▸ Directions for this task
Every record, from the first line to the last, needs to be given again exactly.

[Saved entries]
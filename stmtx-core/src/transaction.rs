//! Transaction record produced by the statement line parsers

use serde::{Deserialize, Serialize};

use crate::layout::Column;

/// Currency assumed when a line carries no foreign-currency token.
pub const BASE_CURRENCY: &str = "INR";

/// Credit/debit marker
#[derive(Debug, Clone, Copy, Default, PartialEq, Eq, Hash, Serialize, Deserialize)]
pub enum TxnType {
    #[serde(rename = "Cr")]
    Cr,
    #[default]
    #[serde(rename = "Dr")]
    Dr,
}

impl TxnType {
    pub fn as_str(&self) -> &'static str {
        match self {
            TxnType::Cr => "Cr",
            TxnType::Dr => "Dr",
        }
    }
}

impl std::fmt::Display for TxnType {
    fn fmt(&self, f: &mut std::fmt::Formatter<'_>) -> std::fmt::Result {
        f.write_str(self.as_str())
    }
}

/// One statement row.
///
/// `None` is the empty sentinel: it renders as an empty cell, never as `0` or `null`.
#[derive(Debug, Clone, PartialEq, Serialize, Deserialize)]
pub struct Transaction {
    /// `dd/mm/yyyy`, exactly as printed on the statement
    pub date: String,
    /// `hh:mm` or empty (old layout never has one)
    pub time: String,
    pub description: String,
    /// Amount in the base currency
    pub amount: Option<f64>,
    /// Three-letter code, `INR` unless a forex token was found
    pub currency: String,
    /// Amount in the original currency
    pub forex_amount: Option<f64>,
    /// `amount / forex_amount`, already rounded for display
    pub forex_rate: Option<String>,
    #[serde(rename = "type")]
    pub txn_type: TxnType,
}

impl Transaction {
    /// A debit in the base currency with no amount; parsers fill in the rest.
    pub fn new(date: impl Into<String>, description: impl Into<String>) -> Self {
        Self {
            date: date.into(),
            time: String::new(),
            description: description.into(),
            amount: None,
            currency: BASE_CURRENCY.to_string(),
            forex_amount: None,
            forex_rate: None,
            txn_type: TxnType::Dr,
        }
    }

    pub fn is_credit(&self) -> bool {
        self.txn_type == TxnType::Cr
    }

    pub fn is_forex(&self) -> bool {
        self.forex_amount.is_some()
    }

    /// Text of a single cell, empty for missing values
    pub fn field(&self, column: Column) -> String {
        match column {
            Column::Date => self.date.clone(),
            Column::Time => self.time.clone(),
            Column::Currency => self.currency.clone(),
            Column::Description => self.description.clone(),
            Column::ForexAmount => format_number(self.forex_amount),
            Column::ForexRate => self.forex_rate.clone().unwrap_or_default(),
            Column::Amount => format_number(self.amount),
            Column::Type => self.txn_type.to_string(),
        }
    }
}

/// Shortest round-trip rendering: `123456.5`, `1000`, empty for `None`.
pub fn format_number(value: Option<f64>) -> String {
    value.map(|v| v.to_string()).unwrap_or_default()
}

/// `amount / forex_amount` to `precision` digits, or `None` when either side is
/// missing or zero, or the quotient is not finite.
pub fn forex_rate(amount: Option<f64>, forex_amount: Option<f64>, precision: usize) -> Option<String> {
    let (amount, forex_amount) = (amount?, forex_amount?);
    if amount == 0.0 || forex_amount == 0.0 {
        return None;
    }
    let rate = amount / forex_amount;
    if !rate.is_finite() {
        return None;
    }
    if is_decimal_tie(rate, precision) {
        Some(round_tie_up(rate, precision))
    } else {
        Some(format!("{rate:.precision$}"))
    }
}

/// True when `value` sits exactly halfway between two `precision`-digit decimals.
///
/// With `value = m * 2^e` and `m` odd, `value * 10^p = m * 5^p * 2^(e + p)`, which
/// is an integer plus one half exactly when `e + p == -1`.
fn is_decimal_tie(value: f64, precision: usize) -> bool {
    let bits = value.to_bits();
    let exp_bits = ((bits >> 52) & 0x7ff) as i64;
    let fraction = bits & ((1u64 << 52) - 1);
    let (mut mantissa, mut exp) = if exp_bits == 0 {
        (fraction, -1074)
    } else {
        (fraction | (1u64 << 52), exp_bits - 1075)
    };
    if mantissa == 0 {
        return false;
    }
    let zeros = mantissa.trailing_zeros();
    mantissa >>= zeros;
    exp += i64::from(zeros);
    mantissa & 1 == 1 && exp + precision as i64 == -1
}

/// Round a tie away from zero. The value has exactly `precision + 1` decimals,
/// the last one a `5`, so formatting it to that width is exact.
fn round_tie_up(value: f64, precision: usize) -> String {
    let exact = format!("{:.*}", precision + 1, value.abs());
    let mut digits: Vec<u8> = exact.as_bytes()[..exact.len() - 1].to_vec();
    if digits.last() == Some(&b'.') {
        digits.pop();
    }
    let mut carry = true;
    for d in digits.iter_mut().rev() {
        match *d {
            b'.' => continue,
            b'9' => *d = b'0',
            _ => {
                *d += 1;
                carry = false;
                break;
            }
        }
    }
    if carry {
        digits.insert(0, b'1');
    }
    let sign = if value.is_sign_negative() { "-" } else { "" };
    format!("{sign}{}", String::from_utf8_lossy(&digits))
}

▸ Result
filename stmtx-core/src/transaction.rs
//! Transaction record produced by the statement line parsers

use serde::{Deserialize, Serialize};

use crate::layout::Column;

/// Currency assumed when a line carries no foreign-currency token.
pub const BASE_CURRENCY: &str = "INR";

/// Credit/debit marker
#[derive(Debug, Clone, Copy, Default, PartialEq, Eq, Hash, Serialize, Deserialize)]
pub enum TxnType {
    #[serde(rename = "Cr")]
    Cr,
    #[default]
    #[serde(rename = "Dr")]
    Dr,
}

impl TxnType {
    pub fn as_str(&self) -> &'static str {
        match self {
            TxnType::Cr => "Cr",
            TxnType::Dr => "Dr",
        }
    }
}

impl std::fmt::Display for TxnType {
    fn fmt(&self, f: &mut std::fmt::Formatter<'_>) -> std::fmt::Result {
        f.write_str(self.as_str())
    }
}

/// One statement row.
///
/// `None` is the empty sentinel: it renders as an empty cell, never as `0` or `null`.
#[derive(Debug, Clone, PartialEq, Serialize, Deserialize)]
pub struct Transaction {
    /// `dd/mm/yyyy`, exactly as printed on the statement
    pub date: String,
    /// `hh:mm` or empty (old layout never has one)
    pub time: String,
    pub description: String,
    /// Amount in the base currency
    pub amount: Option<f64>,
    /// Three-letter code, `INR` unless a forex token was found
    pub currency: String,
    /// Amount in the original currency
    pub forex_amount: Option<f64>,
    /// `amount / forex_amount`, already rounded for display
    pub forex_rate: Option<String>,
    #[serde(rename = "type")]
    pub txn_type: TxnType,
}

impl Transaction {
    /// A debit in the base currency with no amount; parsers fill in the rest.
    pub fn new(date: impl Into<String>, description: impl Into<String>) -> Self {
        Self {
            date: date.into(),
            time: String::new(),
            description: description.into(),
            amount: None,
            currency: BASE_CURRENCY.to_string(),
            forex_amount: None,
            forex_rate: None,
            txn_type: TxnType::Dr,
        }
    }

    pub fn is_credit(&self) -> bool {
        self.txn_type == TxnType::Cr
    }

    pub fn is_forex(&self) -> bool {
        self.forex_amount.is_some()
    }

    /// Text of a single cell, empty for missing values
    pub fn field(&self, column: Column) -> String {
        match column {
            Column::Date => self.date.clone(),
            Column::Time => self.time.clone(),
            Column::Currency => self.currency.clone(),
            Column::Description => self.description.clone(),
            Column::ForexAmount => format_number(self.forex_amount),
            Column::ForexRate => self.forex_rate.clone().unwrap_or_default(),
            Column::Amount => format_number(self.amount),
            Column::Type => self.txn_type.to_string(),
        }
    }
}

/// Shortest round-trip rendering: `123456.5`, `1000`, empty for `None`.
pub fn format_number(value: Option<f64>) -> String {
    value.map(|v| v.to_string()).unwrap_or_default()
}

/// `amount / forex_amount` to `precision` digits, or `None` when either side is
/// missing or zero, or the quotient is not finite.
pub fn forex_rate(amount: Option<f64>, forex_amount: Option<f64>, precision: usize) -> Option<String> {
    let (amount, forex_amount) = (amount?, forex_amount?);
    if amount == 0.0 || forex_amount == 0.0 {
        return None;
    }
    let rate = amount / forex_amount;
    if !rate.is_finite() {
        return None;
    }
    if is_decimal_tie(rate, precision) {
        Some(round_tie_up(rate, precision))
    } else {
        Some(format!("{rate:.precision$}"))
    }
}

/// True when `value` sits exactly halfway between two `precision`-digit decimals.
///
/// With `value = m * 2^e` and `m` odd, `value * 10^p = m * 5^p * 2^(e + p)`, which
/// is an integer plus one half exactly when `e + p == -1`.
fn is_decimal_tie(value: f64, precision: usize) -> bool {
    let bits = value.to_bits();
    let exp_bits = ((bits >> 52) & 0x7ff) as i64;
    let fraction = bits & ((1u64 << 52) - 1);
    let (mut mantissa, mut exp) = if exp_bits == 0 {
        (fraction, -1074)
    } else {
        (fraction | (1u64 << 52), exp_bits - 1075)
    };
    if mantissa == 0 {
        return false;
    }
    let zeros = mantissa.trailing_zeros();
    mantissa >>= zeros;
    exp += i64::from(zeros);
    mantissa & 1 == 1 && exp + precision as i64 == -1
}

/// Round a tie away from zero. The value has exactly `precision + 1` decimals,
/// the last one a `5`, so formatting it to that width is exact.
fn round_tie_up(value: f64, precision: usize) -> String {
    let exact = format!("{:.*}", precision + 1, value.abs());
    let mut digits: Vec<u8> = exact.as_bytes()[..exact.len() - 1].to_vec();
    if digits.last() == Some(&b'.') {
        digits.pop();
    }
    let mut carry = true;
    for d in digits.iter_mut().rev() {
        match *d {
            b'.' => continue,
            b'9' => *d = b'0',
            _ => {
                *d += 1;
                carry = false;
                break;
            }
        }
    }
    if carry {
        digits.insert(0, b'1');
    }
    let sign = if value.is_sign_negative() { "-" } else { "" };
    format!("{sign}{}", String::from_utf8_lossy(&digits))
}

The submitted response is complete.